Bishop Poulson’s 2025 Christmas Message
King’s College Chapel, Cambridge
“The Loving Purposes of God”'
For most of my life, the service of Lessons and Carols has been a beloved part of my celebration of Advent and Christmas. We are blessed that a number of our Episcopal churches and schools in Oklahoma offer it each year. As a child and youth, I sang in Lessons and Carols services at my Episcopal school, and at church. And often I would listen, with my mother (a church organist), to the public radio broadcast of the iconic Nine Lessons and Carols on Christmas Eve from King’s College, Cambridge.
And so it was thrilling, last summer, as the choirs of our cathedral (including my three boys) were on pilgrimage to England, when we were able to visit King’s College Chapel, and to learn some of its history. Lessons and Carols first came to King’s College on Christmas Eve, 1918, introduced by Dean Eric Milner-White, who had served as an Army chaplain in World War One. Just six weeks after the end of that World War, Lessons and Carols comforted a grieving and traumatized nation with a simple, but beautiful assortment of readings from Holy Scripture, prayers, and choral and congregational carols meant to communicate, in Dean Milner-White’s words, “the loving purposes of God.”
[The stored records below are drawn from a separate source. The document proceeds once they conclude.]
//! Share classes and exchangeable assets.

use serde::{Deserialize, Serialize};
use std::fmt;

use crate::error::{Error, Result};
use crate::utils::address::{system, Address};

/// One of the two base share classes bound by the invariant
#[derive(Debug, Clone, Copy, PartialEq, Eq, PartialOrd, Ord, Hash, Serialize, Deserialize)]
pub enum ShareClass {
    /// mShare, the interest-bearing side when its supply exceeds bShare
    M,
    /// bShare
    B,
}

impl ShareClass {
    /// Both classes in canonical order
    pub const ALL: [ShareClass; 2] = [ShareClass::M, ShareClass::B];

    /// The other class
    pub fn opposite(self) -> Self {
        match self {
            ShareClass::M => ShareClass::B,
            ShareClass::B => ShareClass::M,
        }
    }

    /// Symbol of the base share
    pub fn share_symbol(self) -> &'static str {
        match self {
            ShareClass::M => "mShare",
            ShareClass::B => "bShare",
        }
    }

    /// Symbol of the scaled token
    pub fn token_symbol(self) -> &'static str {
        match self {
            ShareClass::M => "mToken",
            ShareClass::B => "bToken",
        }
    }

    /// Address of the base share ledger
    pub fn share_address(self) -> Address {
        match self {
            ShareClass::M => system::m_share(),
            ShareClass::B => system::b_share(),
        }
    }

    /// Address of the scaled token view
    pub fn token_address(self) -> Address {
        match self {
            ShareClass::M => system::m_token(),
            ShareClass::B => system::b_token(),
        }
    }
}

impl fmt::Display for ShareClass {
    fn fmt(&self, f: &mut fmt::Formatter<'_>) -> fmt::Result {
        match self {
            ShareClass::M => write!(f, "M"),
            ShareClass::B => write!(f, "B"),
        }
    }
}

/// An asset accepted by the exchange entry points
#[derive(Debug, Clone, Copy, PartialEq, Eq, Hash, Serialize, Deserialize)]
pub enum Asset {
    /// A base share
    Share(ShareClass),
    /// A scaled token
    Token(ShareClass),
}

impl Asset {
    /// Share class backing the asset
    pub fn class(self) -> ShareClass {
        match self {
            Asset::Share(class) | Asset::Token(class) => class,
        }
    }

    /// Whether this is a scaled token
    pub fn is_token(self) -> bool {
        matches!(self, Asset::Token(_))
    }

    /// Symbol used in output and errors
    pub fn symbol(self) -> &'static str {
        match self {
            Asset::Share(class) => class.share_symbol(),
            Asset::Token(class) => class.token_symbol(),
        }
    }
}

impl fmt::Display for Asset {
    fn fmt(&self, f: &mut fmt::Formatter<'_>) -> fmt::Result {
        write!(f, "{}", self.symbol())
    }
}

impl std::str::FromStr for Asset {
    type Err = Error;

    fn from_str(s: &str) -> Result<Self> {
        match s.to_lowercase().as_str() {
            "mshare" | "m-share" => Ok(Asset::Share(ShareClass::M)),
            "bshare" | "b-share" => Ok(Asset::Share(ShareClass::B)),
            "mtoken" | "m-token" | "m" => Ok(Asset::Token(ShareClass::M)),
            "btoken" | "b-token" | "b" => Ok(Asset::Token(ShareClass::B)),
            _ => Err(Error::InvalidParameter {
                name: "asset".into(),
                reason: format!("unknown asset {}", s),
            }),
        }
    }
}

#[cfg(test)]
mod tests {
    use super::*;

    #[test]
    fn test_opposite() {
        assert_eq!(ShareClass::M.opposite(), ShareClass::B);
        assert_eq!(ShareClass::B.opposite().opposite(), ShareClass::B);
    }

    #[test]
    fn test_asset_parsing() {
        assert_eq!("mShare".parse::<Asset>().unwrap(), Asset::Share(ShareClass::M));
        assert_eq!("btoken".parse::<Asset>().unwrap(), Asset::Token(ShareClass::B));
        assert!("xShare".parse::<Asset>().is_err());
    }

    #[test]
    fn test_asset_symbols() {
        assert_eq!(Asset::Token(ShareClass::M).to_string(), "mToken");
        assert_eq!(Asset::Share(ShareClass::B).class(), ShareClass::B);
        assert!(Asset::Token(ShareClass::B).is_token());
    }
}
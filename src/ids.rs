//! Identifier generation: `[uuid-<name>]` placeholders and declarative
//! backfill of missing block and item identifiers.
//!
//! Token generation is behind [`IdGenerator`] so tests can run on a
//! deterministic sequence.

use crate::blocks::parser::{replace_blocks, serialize_block_json};
use crate::blocks::path::ParsedPath;
use crate::blocks::registry::BlockKind;
use crate::blocks::validator::parse_document_blocks;
use serde::Serialize;
use serde_json::{Map, Value};
use std::collections::{HashMap, HashSet};
use uuid::Uuid;

const PLACEHOLDER_OPEN: &str = "[uuid-";
const TOKEN_RETRIES: usize = 16;

/// Source of short unique tokens.
pub trait IdGenerator {
    fn token(&mut self) -> String;
}

/// Eight hex characters from a fresh v4 UUID.
#[derive(Debug, Default, Clone, Copy)]
pub struct RandomIds;

impl IdGenerator for RandomIds {
    fn token(&mut self) -> String {
        let mut simple = Uuid::new_v4().simple().to_string();
        simple.truncate(8);
        simple
    }
}

/// Deterministic tokens `00000001`, `00000002`, ...
#[derive(Debug, Default, Clone)]
pub struct SequentialIds {
    next: u64,
}

impl SequentialIds {
    pub fn starting_at(next: u64) -> Self {
        Self { next }
    }
}

impl IdGenerator for SequentialIds {
    fn token(&mut self) -> String {
        self.next += 1;
        format!("{:08x}", self.next)
    }
}

/// An identifier minted during a resolution or backfill pass.
#[derive(Debug, Clone, PartialEq, Eq, Serialize)]
pub struct GeneratedId {
    pub id: String,
    /// `placeholder`, or the singular kind of the item (`callout`, `annotation`).
    pub kind: String,
    pub label: Option<String>,
}

fn is_name_char(c: char) -> bool {
    c.is_ascii_alphanumeric() || c == '-' || c == '_'
}

/// `note-2` → `note`; names that are all suffix are kept whole.
fn placeholder_base(name: &str) -> &str {
    match name.rsplit_once('-') {
        Some((base, digits))
            if !base.is_empty() && !digits.is_empty() && digits.chars().all(|c| c.is_ascii_digit()) =>
        {
            base
        }
        _ => name,
    }
}

/// Replace every `[uuid-<name>]` in `text`. Repeated names share one value.
pub fn resolve_placeholders<G: IdGenerator + ?Sized>(
    text: &str,
    generator: &mut G,
) -> (String, Vec<GeneratedId>) {
    let mut out = String::with_capacity(text.len());
    let mut assigned: HashMap<String, String> = HashMap::new();
    let mut used: HashSet<String> = HashSet::new();
    let mut generated = Vec::new();
    let mut rest = text;

    while let Some(pos) = rest.find(PLACEHOLDER_OPEN) {
        out.push_str(&rest[..pos]);
        let after = &rest[pos + PLACEHOLDER_OPEN.len()..];
        let name_len = after.find(|c: char| !is_name_char(c)).unwrap_or(after.len());
        let name = &after[..name_len];

        if name.is_empty() || !after[name_len..].starts_with(']') {
            out.push_str(PLACEHOLDER_OPEN);
            rest = after;
            continue;
        }

        let value = match assigned.get(name) {
            Some(existing) => existing.clone(),
            None => {
                let base = placeholder_base(name);
                let mut candidate = format!("{}-{base}-{}", generator.token(), generator.token());
                for _ in 0..TOKEN_RETRIES {
                    if !used.contains(&candidate) {
                        break;
                    }
                    candidate = format!("{}-{base}-{}", generator.token(), generator.token());
                }
                used.insert(candidate.clone());
                assigned.insert(name.to_string(), candidate.clone());
                generated.push(GeneratedId {
                    id: candidate.clone(),
                    kind: "placeholder".to_string(),
                    label: Some(name.to_string()),
                });
                candidate
            }
        };
        out.push_str(&value);
        rest = &after[name_len + 1..];
    }
    out.push_str(rest);

    if !generated.is_empty() {
        log::debug!("resolved {} placeholder name(s)", generated.len());
    }
    (out, generated)
}

fn needs_id(object: &Map<String, Value>, field: &str) -> bool {
    match object.get(field) {
        None | Some(Value::Null) => true,
        Some(Value::String(s)) => s.trim().is_empty(),
        Some(_) => false,
    }
}

fn label_of(object: &Map<String, Value>) -> Option<String> {
    ["title", "text", "name"]
        .iter()
        .find_map(|k| object.get(*k).and_then(Value::as_str))
        .map(str::to_string)
}

fn assign<G: IdGenerator + ?Sized>(
    object: &mut Map<String, Value>,
    field: &str,
    prefix: &str,
    generator: &mut G,
) -> GeneratedId {
    let id = format!("{prefix}_{}", generator.token());
    object.insert(field.to_string(), Value::String(id.clone()));
    GeneratedId {
        id,
        kind: prefix.to_string(),
        label: label_of(object),
    }
}

/// Give every object addressed by `kind`'s id paths an identifier if it lacks
/// one. Existing identifiers are never touched.
pub fn fill_ids<G: IdGenerator + ?Sized>(
    kind: BlockKind,
    value: &mut Value,
    generator: &mut G,
) -> Vec<GeneratedId> {
    let mut generated = Vec::new();
    for path in kind.id_paths() {
        let prefix = path.id_prefix(kind.language()).to_string();
        match &path {
            ParsedPath::Root { field } => {
                if let Some(object) = value.as_object_mut() {
                    if needs_id(object, field) {
                        generated.push(assign(object, field, &prefix, generator));
                    }
                }
            }
            ParsedPath::ArrayItem {
                array_field,
                item_field,
            } => {
                let Some(items) = value.get_mut(array_field).and_then(Value::as_array_mut) else {
                    continue;
                };
                for object in items.iter_mut().filter_map(Value::as_object_mut) {
                    if needs_id(object, item_field) {
                        generated.push(assign(object, item_field, &prefix, generator));
                    }
                }
            }
        }
    }
    generated
}

/// Run [`fill_ids`] over every registered block of `document`. Blocks whose
/// JSON does not parse are left alone.
pub fn fill_document_ids<G: IdGenerator + ?Sized>(
    document: &str,
    generator: &mut G,
) -> (String, Vec<GeneratedId>) {
    let (blocks, _) = parse_document_blocks(document, None);
    let mut pending = Vec::new();
    let mut generated = Vec::new();
    for mut parsed in blocks {
        let minted = fill_ids(parsed.kind, &mut parsed.value, generator);
        if !minted.is_empty() {
            generated.extend(minted);
            pending.push(parsed);
        }
    }

    let replacements = pending
        .iter()
        .map(|parsed| (&parsed.block, serialize_block_json(&parsed.value)));
    match replace_blocks(document, replacements) {
        Ok(out) => (out, generated),
        Err(err) => {
            log::warn!("could not write generated ids: {err}");
            (document.to_string(), Vec::new())
        }
    }
}

/// One-line summary for callers, or `None` when nothing was created.
pub fn summarize_generated(generated: &[GeneratedId]) -> Option<String> {
    if generated.is_empty() {
        return None;
    }
    let items: Vec<String> = generated
        .iter()
        .map(|g| match &g.label {
            Some(label) => format!("{} {label:?} ({})", g.kind, g.id),
            None => format!("{} ({})", g.kind, g.id),
        })
        .collect();
    let noun = if generated.len() == 1 { "item" } else { "items" };
    Some(format!(
        "Created {} new {noun}: {}",
        generated.len(),
        items.join(", ")
    ))
}
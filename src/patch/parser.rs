use crate::patch::errors::PatchError;

/// Literal find-and-replace unit produced by both patch dialects.
#[derive(Debug, Clone, Default, PartialEq, Eq)]
pub struct Hunk {
    pub old_text: String,
    pub new_text: String,
}

impl Hunk {
    pub fn new(old_text: impl Into<String>, new_text: impl Into<String>) -> Self {
        Self {
            old_text: old_text.into(),
            new_text: new_text.into(),
        }
    }

    /// Empty old text means "append the new text".
    pub fn is_append(&self) -> bool {
        self.old_text.is_empty()
    }

    fn is_empty(&self) -> bool {
        self.old_text.is_empty() && self.new_text.is_empty()
    }
}

#[derive(Debug, Clone, Copy, PartialEq, Eq)]
pub enum PatchDialect {
    /// Bare `+`/`-`/` ` lines forming a single hunk.
    Raw,
    /// `*** Begin Patch` envelope with per-file sections and `@@@` separators.
    Headered,
}

#[derive(Debug, Clone, Copy, PartialEq, Eq)]
pub enum FileAction {
    Add,
    Update,
    Delete,
}

#[derive(Debug, Clone, PartialEq, Eq)]
pub struct FilePatch {
    /// `None` for raw diffs, which never name a file.
    pub path: Option<String>,
    pub action: FileAction,
    pub hunks: Vec<Hunk>,
}

#[derive(Debug, Clone, PartialEq, Eq)]
pub struct ParsedPatch {
    pub dialect: PatchDialect,
    pub files: Vec<FilePatch>,
}

impl ParsedPatch {
    pub fn hunk_count(&self) -> usize {
        self.files.iter().map(|f| f.hunks.len()).sum()
    }

    pub fn paths(&self) -> impl Iterator<Item = &str> {
        self.files.iter().filter_map(|f| f.path.as_deref())
    }
}

const BEGIN: &str = "*** Begin Patch";
const END: &str = "*** End Patch";
const END_OF_FILE: &str = "*** End of File";
const ADD: &str = "*** Add File:";
const UPDATE: &str = "*** Update File:";
const DELETE: &str = "*** Delete File:";

/// Follows a diff line whose text has no line terminator.
pub const NO_NEWLINE_MARKER: &str = "\\ No newline at end of file";

pub fn detect_dialect(text: &str) -> PatchDialect {
    let headered = text.lines().any(|line| {
        let line = line.trim_end();
        line.starts_with(BEGIN)
            || line.starts_with(ADD)
            || line.starts_with(UPDATE)
            || line.starts_with(DELETE)
            || line.starts_with("@@@")
    });
    if headered {
        PatchDialect::Headered
    } else {
        PatchDialect::Raw
    }
}

pub fn parse_patch(text: &str) -> Result<ParsedPatch, PatchError> {
    match detect_dialect(text) {
        PatchDialect::Raw => Ok(ParsedPatch {
            dialect: PatchDialect::Raw,
            files: vec![FilePatch {
                path: None,
                action: FileAction::Update,
                hunks: parse_raw(text),
            }],
        }),
        PatchDialect::Headered => parse_headered(text),
    }
}

/// Lines that matter, with trailing blank lines dropped.
fn patch_lines(text: &str) -> Vec<&str> {
    let mut lines: Vec<&str> = text.lines().collect();
    while lines.last().is_some_and(|l| l.is_empty()) {
        lines.pop();
    }
    lines
}

#[derive(Debug, Clone, Copy, PartialEq, Eq)]
enum LineKind<'a> {
    Added(&'a str),
    Removed(&'a str),
    Context(&'a str),
    /// `\ No newline at end of file`, applying to the previous line.
    NoNewline,
    Other,
}

fn classify(line: &str) -> LineKind<'_> {
    if line.is_empty() {
        return LineKind::Context("");
    }
    match line.as_bytes()[0] {
        b'+' => LineKind::Added(&line[1..]),
        b'-' => LineKind::Removed(&line[1..]),
        b' ' => LineKind::Context(&line[1..]),
        b'\\' => LineKind::NoNewline,
        _ => LineKind::Other,
    }
}

fn push_line(buf: &mut String, text: &str) {
    buf.push_str(text);
    buf.push('\n');
}

/// Drop the terminator of the line `last` wrote, on the side(s) it went to.
fn unterminate(hunk: &mut Hunk, last: Option<LineKind<'_>>) {
    let trim = |buf: &mut String| {
        if buf.ends_with('\n') {
            buf.pop();
        }
    };
    match last {
        Some(LineKind::Added(_)) => trim(&mut hunk.new_text),
        Some(LineKind::Removed(_)) => trim(&mut hunk.old_text),
        Some(LineKind::Context(_)) => {
            trim(&mut hunk.old_text);
            trim(&mut hunk.new_text);
        }
        _ => log::debug!("no-newline marker without a preceding diff line"),
    }
}

fn parse_raw(text: &str) -> Vec<Hunk> {
    let mut hunk = Hunk::default();
    let mut last = None;
    for line in patch_lines(text) {
        let kind = classify(line);
        match kind {
            LineKind::Added(t) => push_line(&mut hunk.new_text, t),
            LineKind::Removed(t) => push_line(&mut hunk.old_text, t),
            LineKind::Context(t) => {
                push_line(&mut hunk.old_text, t);
                push_line(&mut hunk.new_text, t);
            }
            LineKind::NoNewline => unterminate(&mut hunk, last),
            LineKind::Other => log::debug!("ignoring non-diff line in raw patch: {line:?}"),
        }
        last = Some(kind);
    }
    if hunk.is_empty() {
        Vec::new()
    } else {
        vec![hunk]
    }
}

struct HeaderedState<'a> {
    files: Vec<FilePatch>,
    current: Option<FilePatch>,
    hunk: Hunk,
    last: Option<LineKind<'a>>,
}

impl<'a> HeaderedState<'a> {
    fn flush_hunk(&mut self) {
        self.last = None;
        let hunk = std::mem::take(&mut self.hunk);
        if hunk.is_empty() {
            return;
        }
        let file = self.current.get_or_insert_with(|| FilePatch {
            path: None,
            action: FileAction::Update,
            hunks: Vec::new(),
        });
        file.hunks.push(hunk);
    }

    fn start_file(&mut self, path: &str, action: FileAction) {
        self.flush_hunk();
        if let Some(done) = self.current.take() {
            self.files.push(done);
        }
        self.current = Some(FilePatch {
            path: Some(path.trim().to_string()),
            action,
            hunks: Vec::new(),
        });
    }

    fn in_add_section(&self) -> bool {
        matches!(
            self.current,
            Some(FilePatch {
                action: FileAction::Add,
                ..
            })
        )
    }

    fn finish(mut self) -> Vec<FilePatch> {
        self.flush_hunk();
        if let Some(done) = self.current.take() {
            self.files.push(done);
        }
        self.files
    }
}

fn parse_headered(text: &str) -> Result<ParsedPatch, PatchError> {
    let mut state = HeaderedState {
        files: Vec::new(),
        current: None,
        hunk: Hunk::default(),
        last: None,
    };

    for (idx, line) in patch_lines(text).into_iter().enumerate() {
        let trimmed = line.trim_end();
        if trimmed.starts_with(BEGIN) || trimmed.starts_with(END_OF_FILE) {
            continue;
        }
        if trimmed.starts_with(END) {
            break;
        }
        if let Some(path) = trimmed.strip_prefix(ADD) {
            state.start_file(path, FileAction::Add);
            continue;
        }
        if let Some(path) = trimmed.strip_prefix(UPDATE) {
            state.start_file(path, FileAction::Update);
            continue;
        }
        if let Some(path) = trimmed.strip_prefix(DELETE) {
            state.start_file(path, FileAction::Delete);
            continue;
        }
        if trimmed.starts_with("@@") {
            state.flush_hunk();
            continue;
        }
        if trimmed.starts_with("***") {
            return Err(PatchError::Malformed {
                line: idx + 1,
                message: format!("unknown directive {trimmed:?}"),
            });
        }

        let adding = state.in_add_section();
        let kind = classify(line);
        match kind {
            LineKind::Added(t) => push_line(&mut state.hunk.new_text, t),
            LineKind::Removed(t) if !adding => push_line(&mut state.hunk.old_text, t),
            LineKind::Context(t) if !adding => {
                push_line(&mut state.hunk.old_text, t);
                push_line(&mut state.hunk.new_text, t);
            }
            LineKind::Removed(_) | LineKind::Context(_) => {
                log::debug!("ignoring non-addition line {} inside Add File section", idx + 1);
                continue;
            }
            LineKind::NoNewline => {
                unterminate(&mut state.hunk, state.last);
                continue;
            }
            LineKind::Other => {
                return Err(PatchError::Malformed {
                    line: idx + 1,
                    message: format!("expected '+', '-' or ' ' prefix, found {line:?}"),
                })
            }
        }
        state.last = Some(kind);
    }

    Ok(ParsedPatch {
        dialect: PatchDialect::Headered,
        files: state.finish(),
    })
}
My friends in Christ in Oklahoma, we are not in the aftermath of a World War, but we are in stressful and chaotic times, nonetheless. Political and religious division and violence, economic pain, fear, anxiety, greed, and cruelty are all around. It feels as if we are losing our way, not sure where, or to whom we should turn. In our celebration of Christmas this year, may we, through Scripture readings, prayers, and the carols of the season, find comfort in the yearly reminder that our God is with us, Emmanuel, in Jesus Christ.
For us, as Christians, Christmas is not nostalgic sentiment, but living hope and strong faith. Hope that Christ will return to set all things right, with justice and peace, and faith that, in the meanwhile, he will strengthen us to shine with God’s light in a dark world. Our communities, our nation, and our world need engaged Christians more than ever, to seek the common good, to come alongside the vulnerable in compassion and kindness, and to speak for those whose voices are silenced. God’s purposes have always been, and will always be loving. Let us, with confidence, share that Good News, revealed to us in Jesus Christ, with all who are in need of it.
May God bless you and yours this Christmastide. O come, let us adore him, Christ the Lord!